Abraham was no unique instance. He tithed to, and was blessed by, Melchizedek, a Gentile priest as well as a Canaanite king. Moses’ father-in-law, Jethro, was also a Gentile priest to God. Later in Biblical history we encounter Hiram, king of Tyre, who supported David and helped Solomon build the Temple. There was also Job, who was not an Israelite but whom God declared the most righteous man on earth. (Job’s praise was not from man but from God [Romans 2:29b]).

There is no reason to insist these people were anomalies. Did King Hiram alone have faith in the God of Israel while everyone else worshiped other gods, his wife, his counselors, his people?

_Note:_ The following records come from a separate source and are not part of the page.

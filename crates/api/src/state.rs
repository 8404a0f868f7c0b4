use std::sync::Arc;

use crate::config::ServerConfig;

/// Shared application state available to all Axum handlers via
/// `State<AppState>`.
///
/// Cheaply cloneable: the pool is already reference-counted and the
/// configuration sits behind an `Arc`.
#[derive(Clone)]
pub struct AppState {
    /// Database connection pool.
    pub pool: filmclub_db::DbPool,
    /// Server configuration.
    pub config: Arc<ServerConfig>,
}
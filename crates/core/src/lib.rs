//! Domain logic shared by the filmclub service.
//!
//! Everything in this crate is pure: sort-directive parsing, the partial
//! update (patch) pipeline, pagination math and relation links, and the
//! error taxonomy. No I/O happens here; the `db` and `api` crates compose
//! these pieces around the store.

pub mod error;
pub mod pagination;
pub mod patch;
pub mod sort;
pub mod types;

Did Melchizedek only serve Abram as a priest and no one else in his own kingdom?

I have heard a Christian teacher say that Nebuchadnezzar was not converted by Daniel’s witness because he never got circumcised, as if the only way to be justified by God before Christ was to become a Jew. But was Naaman the Syrian also unconverted when he declared that he would never “offer burnt offering or sacrifice to any god but YHWH”? (2 Kings 5:7b) No, he was as “born again,” in the Evangelical sense,as anyone! Remember Jesus’ words in his hometown synagogue that so enraged his countrymen:

“But in truth, I tell you, there were many widows in Israel in the days of Elijah, when the heavens were shut up three years and six months, and a great famine came over all the land, and Elijah was sent to none of them but only to Zarephath, in the land of Sidon, to a woman who was a widow. And there were many lepers in Israel in the time of the prophet Elisha, and none of them was cleansed, but only Naaman the Syrian.” When they heard these things, all in the synagogue were filled with wrath (Luke 4:25–28 ESV).

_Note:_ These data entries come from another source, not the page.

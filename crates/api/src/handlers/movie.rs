//! Handlers for the `/movies` resource.

use axum::extract::{Path, State};
use axum::http::StatusCode;
use axum::response::IntoResponse;
use axum::Json;
use axum_extra::extract::Query;
use validator::Validate;

use filmclub_core::error::CoreError;
use filmclub_core::pagination::{relation_links, Page};
use filmclub_core::patch::{apply_patch, PatchOperation};

use filmclub_db::models::assessment::CreateAssessment;
use filmclub_db::models::movie::{Movie, MovieFilter};
use filmclub_db::repositories::assessment_repo::AssessmentFilter;
use filmclub_db::repositories::{AssessmentRepo, MovieRepo, UserRepo};

use crate::error::{AppError, AppResult};
use crate::query::PageParams;
use crate::response::link_headers;
use crate::state::AppState;

/// GET /movies?page=&size=&sort=&title=&status=&release_date=&genres=&keywords=
///
/// List movies matching the optional filters. An empty result is a 404,
/// never a zero-item page.
pub async fn list_movies(
    State(state): State<AppState>,
    Query(params): Query<PageParams>,
    Query(filter): Query<MovieFilter>,
) -> AppResult<impl IntoResponse> {
    let sort = params.sort_keys();
    let (rows, total) =
        MovieRepo::list(&state.pool, &filter, &sort, params.page(), params.size()).await?;

    if rows.is_empty() {
        return Err(AppError::NoResults);
    }

    let body = Page::new(rows, params.page(), params.size(), total);

    let mut extra = params.echo();
    if let Some(ref title) = filter.title {
        extra.push(("title", title.clone()));
    }
    if let Some(ref status) = filter.status {
        extra.push(("status", status.clone()));
    }
    if let Some(date) = filter.release_date {
        extra.push(("release_date", date.to_string()));
    }
    for genre in &filter.genres {
        extra.push(("genres", genre.clone()));
    }
    for keyword in &filter.keywords {
        extra.push(("keywords", keyword.clone()));
    }
    let links = relation_links("/movies", body.page, body.size, body.total_pages, &extra);

    Ok((link_headers(&links), Json(body)))
}

/// POST /movies
///
/// Create a new movie under a caller-supplied id; a duplicate is a 409.
pub async fn create_movie(
    State(state): State<AppState>,
    Json(input): Json<Movie>,
) -> AppResult<impl IntoResponse> {
    if input.id.is_empty() {
        return Err(CoreError::Validation("movie id must not be empty".into()).into());
    }

    if MovieRepo::find_by_id(&state.pool, &input.id).await?.is_some() {
        return Err(CoreError::Conflict(format!("movie {} already exists", input.id)).into());
    }

    let created = MovieRepo::create(&state.pool, &input).await?;

    tracing::info!(movie_id = %created.id, "Movie created");

    Ok((StatusCode::CREATED, Json(created)))
}

/// GET /movies/{id}
pub async fn get_movie(
    State(state): State<AppState>,
    Path(id): Path<String>,
) -> AppResult<impl IntoResponse> {
    let movie = MovieRepo::find_by_id(&state.pool, &id)
        .await?
        .ok_or_else(|| CoreError::not_found("Movie", &id))?;

    Ok(Json(movie))
}

/// PUT /movies/{id}
///
/// Replace every descriptive attribute with the body's values. The path
/// id names the movie; an id in the body is ignored.
pub async fn replace_movie(
    State(state): State<AppState>,
    Path(id): Path<String>,
    Json(mut input): Json<Movie>,
) -> AppResult<impl IntoResponse> {
    input.id = id.clone();

    let movie = MovieRepo::update(&state.pool, &input)
        .await?
        .ok_or_else(|| CoreError::not_found("Movie", &id))?;

    tracing::info!(movie_id = %movie.id, "Movie replaced");

    Ok(Json(movie))
}

/// PATCH /movies/{id}
///
/// Apply a list of patch operations. The id is protected; a patch that
/// touches it is rejected whole.
pub async fn patch_movie(
    State(state): State<AppState>,
    Path(id): Path<String>,
    Json(ops): Json<Vec<PatchOperation>>,
) -> AppResult<impl IntoResponse> {
    let movie = MovieRepo::find_by_id(&state.pool, &id)
        .await?
        .ok_or_else(|| CoreError::not_found("Movie", &id))?;

    let patched = apply_patch(&movie, &ops)?;
    let saved = MovieRepo::update(&state.pool, &patched)
        .await?
        .ok_or_else(|| CoreError::not_found("Movie", &id))?;

    tracing::info!(movie_id = %saved.id, ops = ops.len(), "Movie patched");

    Ok(Json(saved))
}

/// DELETE /movies/{id}
///
/// Remove a movie. Assessments referencing it are left untouched.
pub async fn delete_movie(
    State(state): State<AppState>,
    Path(id): Path<String>,
) -> AppResult<impl IntoResponse> {
    if !MovieRepo::delete(&state.pool, &id).await? {
        return Err(CoreError::not_found("Movie", &id).into());
    }

    tracing::info!(movie_id = %id, "Movie deleted");

    Ok(StatusCode::NO_CONTENT)
}

/// GET /movies/{id}/assessments?page=&size=&sort=
///
/// List the assessments for one movie.
pub async fn list_movie_assessments(
    State(state): State<AppState>,
    Path(id): Path<String>,
    Query(params): Query<PageParams>,
) -> AppResult<impl IntoResponse> {
    if MovieRepo::find_by_id(&state.pool, &id).await?.is_none() {
        return Err(CoreError::not_found("Movie", &id).into());
    }

    let filter = AssessmentFilter {
        user_email: None,
        movie_id: Some(id.clone()),
    };
    let sort = params.sort_keys();
    let (rows, total) =
        AssessmentRepo::list(&state.pool, &filter, &sort, params.page(), params.size()).await?;

    if rows.is_empty() {
        return Err(AppError::NoResults);
    }

    let body = Page::new(rows, params.page(), params.size(), total);
    let base = format!("/movies/{id}/assessments");
    let links = relation_links(&base, body.page, body.size, body.total_pages, &params.echo());

    Ok((link_headers(&links), Json(body)))
}

/// POST /movies/{id}/assessments
///
/// Create an assessment of this movie. Both references are validated
/// strictly: an unknown user (or an unknown movie id in the path) rejects
/// the request with 422 instead of persisting a dangling reference. A
/// caller-supplied assessment id that already exists is a 409.
pub async fn create_assessment(
    State(state): State<AppState>,
    Path(id): Path<String>,
    Json(input): Json<CreateAssessment>,
) -> AppResult<impl IntoResponse> {
    input
        .validate()
        .map_err(|e| CoreError::Unprocessable(e.to_string()))?;

    if MovieRepo::find_by_id(&state.pool, &id).await?.is_none() {
        return Err(CoreError::Unprocessable(format!("movie {id} does not exist")).into());
    }
    if UserRepo::find_by_email(&state.pool, &input.user_email)
        .await?
        .is_none()
    {
        return Err(
            CoreError::Unprocessable(format!("user {} does not exist", input.user_email)).into(),
        );
    }
    if let Some(ref body_movie) = input.movie_id {
        if body_movie != &id {
            return Err(CoreError::Validation(
                "movie reference in body does not match the path".into(),
            )
            .into());
        }
    }
    if let Some(assessment_id) = input.id {
        if AssessmentRepo::find_by_id(&state.pool, assessment_id)
            .await?
            .is_some()
        {
            return Err(
                CoreError::Conflict(format!("assessment {assessment_id} already exists")).into(),
            );
        }
    }

    let created = AssessmentRepo::create(&state.pool, &input, &id).await?;

    tracing::info!(
        assessment_id = created.id,
        movie_id = %created.movie_id,
        user = %created.user_email,
        "Assessment created"
    );

    Ok((StatusCode::CREATED, Json(created)))
}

Not only is Naaman named by Jesus, but also a Gentile woman who received mercy from God.

What about the sailors who worshiped YHWH after he stilled the storm after they threw Jonah into the sea? Should we be pessimistic about them and say they were just being superstitious pagans who didn’t really have faith? The book of Jonah goes on to show all Nineveh repenting at the word of God preached by Jonah. It ends not only with their salvation from judgment, but with God rebuking Jonah by assuring him that He loved the people of Nineveh. Did God only care about the earthly lives of the Ninevites and not their eternal destination? When we assume the sailors weren’t “really” converted, I doubt we are reading the book of Jonah as it is meant to be read. Do we know what manner of spirit we are of?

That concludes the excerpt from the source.